I wouldn't expect it on a brand new engine,but when assembled,the clearance on the exhaust valve may have been set to tight and the valve is staying slightly open.Does the engine run well with no unusual noises?Is the oil level where it should be?


----------



## remauto1187 (Apr 9, 2011)

usmcgrunt said:


> I wouldn't expect it on a brand new engine,but when assembled,the clearance on the exhaust valve may have been set to tight and the valve is staying slightly open.Does the engine run well with no unusual noises?Is the oil level where it should be?


Former Navy here.

Engine runs very good with no unusual noises and oil was filled by the paperwork specs that came with the engine which stated 20 oz.
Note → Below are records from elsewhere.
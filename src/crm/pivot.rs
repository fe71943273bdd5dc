//! Type x status count matrix.

use serde::Serialize;

use crate::model::{Application, ApplicationStatus, ApplicationType};

#[derive(Debug, Clone, PartialEq, Eq, Serialize)]
pub struct PivotRow {
    pub application_type: ApplicationType,
    pub label: String,
    /// Counts in `ApplicationStatus::ALL` order.
    pub counts: Vec<usize>,
    pub total: usize,
}

#[derive(Debug, Clone, PartialEq, Eq, Serialize)]
pub struct PivotTable {
    pub statuses: Vec<ApplicationStatus>,
    pub rows: Vec<PivotRow>,
    pub column_totals: Vec<usize>,
    pub grand_total: usize,
}

#[cfg(test)]
impl PivotTable {
    pub fn count(&self, kind: ApplicationType, status: ApplicationStatus) -> usize {
        let Some(row) = self.rows.iter().find(|r| r.application_type == kind) else {
            return 0;
        };
        let Some(col) = self.statuses.iter().position(|s| *s == status) else {
            return 0;
        };
        row.counts.get(col).copied().unwrap_or(0)
    }
}

#[must_use]
pub fn build_pivot(apps: &[Application]) -> PivotTable {
    let statuses = ApplicationStatus::ALL;
    let mut rows: Vec<PivotRow> = ApplicationType::ALL
        .iter()
        .map(|kind| PivotRow {
            application_type: *kind,
            label: kind.pivot_label().to_string(),
            counts: vec![0; statuses.len()],
            total: 0,
        })
        .collect();
    let mut column_totals = vec![0; statuses.len()];

    for app in apps {
        let Some(r) = ApplicationType::ALL.iter().position(|k| *k == app.application_type) else {
            continue;
        };
        let Some(c) = statuses.iter().position(|s| *s == app.status) else {
            continue;
        };
        rows[r].counts[c] += 1;
        rows[r].total += 1;
        column_totals[c] += 1;
    }

    PivotTable { statuses: statuses.to_vec(), rows, column_totals, grand_total: apps.len() }
}

#[cfg(test)]
mod tests {
    use super::*;
    use crate::crm::fixtures::{app, base_time};

    #[test]
    fn counts_land_in_matching_cells() {
        let t = base_time();
        let apps = vec![
            app("a", ApplicationType::Buy, ApplicationStatus::New, t),
            app("b", ApplicationType::Buy, ApplicationStatus::New, t),
            app("c", ApplicationType::Sell, ApplicationStatus::Approved, t),
            app("d", ApplicationType::Work, ApplicationStatus::InReview, t),
            app("e", ApplicationType::Work, ApplicationStatus::Rejected, t),
        ];
        let pivot = build_pivot(&apps);

        assert_eq!(pivot.count(ApplicationType::Buy, ApplicationStatus::New), 2);
        assert_eq!(pivot.count(ApplicationType::Sell, ApplicationStatus::Approved), 1);
        assert_eq!(pivot.count(ApplicationType::Sell, ApplicationStatus::New), 0);
        assert_eq!(pivot.rows[2].total, 2);
        assert_eq!(pivot.column_totals, vec![2, 1, 0, 1, 1]);
        assert_eq!(pivot.grand_total, 5);
    }

    #[test]
    fn row_and_column_totals_agree_with_grand_total() {
        let t = base_time();
        let apps: Vec<Application> = ApplicationType::ALL
            .iter()
            .flat_map(|k| ApplicationStatus::ALL.iter().map(move |s| app("x", *k, *s, t)))
            .collect();
        let pivot = build_pivot(&apps);
        let row_sum: usize = pivot.rows.iter().map(|r| r.total).sum();
        let col_sum: usize = pivot.column_totals.iter().sum();
        assert_eq!(row_sum, pivot.grand_total);
        assert_eq!(col_sum, pivot.grand_total);
        assert_eq!(pivot.grand_total, 15);
    }

    #[test]
    fn empty_input_has_fixed_shape() {
        let pivot = build_pivot(&[]);
        assert_eq!(pivot.rows.len(), 3);
        assert_eq!(pivot.rows[0].label, "Buy Requests");
        assert_eq!(pivot.statuses.len(), 5);
        assert_eq!(pivot.grand_total, 0);
    }
}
Oil level hasnt changed.


----------



## 30yearTech (Sep 14, 2006)

It's not unusual to see a muffler glow on a small engine, especially in subdued light or dark. This phenomenon is due mostly to the proximity of the muffler to the cylinder head. Exhaust gases are extremely hot and there is little room for cooling in the exhaust system before the muffler.

I doubt there is anything to worry about on your new engine.


----------



## remauto1187 (Apr 9, 2011)

Roger that....Im gonna run it then.


Guess i never noticed it on the original engine.


----------